### [Data shown]
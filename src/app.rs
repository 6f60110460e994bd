pub mod cli;
pub mod config;
pub mod formatter;
pub mod inspector;
pub mod models;

use anyhow::{Context, Result};
use chrono::{SecondsFormat, Utc};
use sqlx::postgres::PgPoolOptions;
use sqlx::PgPool;
use std::io::Write;

use self::cli::Cli;
use self::config::{resolve_config, AppConfig, OutputTarget, SchemaFilter};
use self::formatter::{header_comments, summarize, OutputGenerator};
use self::inspector::Inspector;
use self::models::{ColumnRecord, ForeignKeyRecord, RenderedDocument};

async fn scan(inspector: &Inspector<'_>) -> Result<(Vec<ColumnRecord>, Vec<ForeignKeyRecord>)> {
    tracing::info!("Fetching tables and columns");
    let columns = inspector.columns().await?;
    let found = summarize(&columns, &[]);
    tracing::info!("Found {} tables with {} columns", found.tables, found.columns);

    tracing::info!("Fetching foreign key relationships");
    let foreign_keys = inspector.foreign_keys().await?;
    if !foreign_keys.is_empty() {
        tracing::info!("Found {} foreign key relationships", foreign_keys.len());
    }

    Ok((columns, foreign_keys))
}

/// Runs both catalog queries, then closes the pool whether or not they succeeded.
pub async fn scan_catalog(
    pool: PgPool,
    filter: &SchemaFilter,
) -> Result<(Vec<ColumnRecord>, Vec<ForeignKeyRecord>)> {
    let scanned = scan(&Inspector::new(&pool, filter)).await;
    pool.close().await;
    scanned
}

// Connects, Scans, and Formats in one go.
pub async fn generate_document(config: &AppConfig, generated_at: &str) -> Result<RenderedDocument> {
    tracing::info!("Connecting to database {} on {}", config.database, config.server);
    tracing::info!("Scanning {}", config.schema_filter);

    let pool = PgPoolOptions::new()
        .max_connections(1)
        .connect_with(config.connect_options.clone())
        .await
        .context("Failed to connect to database")?;

    let (columns, foreign_keys) = scan_catalog(pool, &config.schema_filter).await?;

    let header = header_comments(&config.database, &config.server, generated_at);
    Ok(OutputGenerator::generate_dbml(&header, &columns, &foreign_keys))
}

pub fn write_document(output: &OutputTarget, document: &RenderedDocument) -> Result<()> {
    match output {
        OutputTarget::Stdout => {
            let mut stdout = std::io::stdout().lock();
            stdout
                .write_all(document.text.as_bytes())
                .and_then(|_| stdout.flush())
                .context("Failed to write to stdout")
        }
        OutputTarget::File(path) => std::fs::write(path, &document.text)
            .with_context(|| format!("Failed to write {}", path.display())),
    }
}

pub async fn run(args: Cli) -> Result<()> {
    // 1. Resolve Config
    let config = resolve_config(args)?;

    // 2. Generate
    let generated_at = Utc::now().to_rfc3339_opts(SecondsFormat::Millis, true);
    let document = generate_document(&config, &generated_at).await?;

    // 3. Output
    write_document(&config.output, &document)?;

    let summary = document.summary;
    tracing::info!("Generated {}", config.output);
    tracing::info!(
        "Tables: {}, Columns: {}, Foreign Keys: {}",
        summary.tables,
        summary.columns,
        summary.foreign_keys
    );
    tracing::info!("View your diagram at https://dbdiagram.io/");

    Ok(())
}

### [Task to complete]
Exactly the lines from the one holding "OutputTarget::File(path) => std::fs::write(path, &document.text)" through the end of the data are to be repeated, with both ends included.

### [Response]
        OutputTarget::File(path) => std::fs::write(path, &document.text)
            .with_context(|| format!("Failed to write {}", path.display())),
    }
}

pub async fn run(args: Cli) -> Result<()> {
    // 1. Resolve Config
    let config = resolve_config(args)?;

    // 2. Generate
    let generated_at = Utc::now().to_rfc3339_opts(SecondsFormat::Millis, true);
    let document = generate_document(&config, &generated_at).await?;

    // 3. Output
    write_document(&config.output, &document)?;

    let summary = document.summary;
    tracing::info!("Generated {}", config.output);
    tracing::info!(
        "Tables: {}, Columns: {}, Foreign Keys: {}",
        summary.tables,
        summary.columns,
        summary.foreign_keys
    );
    tracing::info!("View your diagram at https://dbdiagram.io/");

    Ok(())
}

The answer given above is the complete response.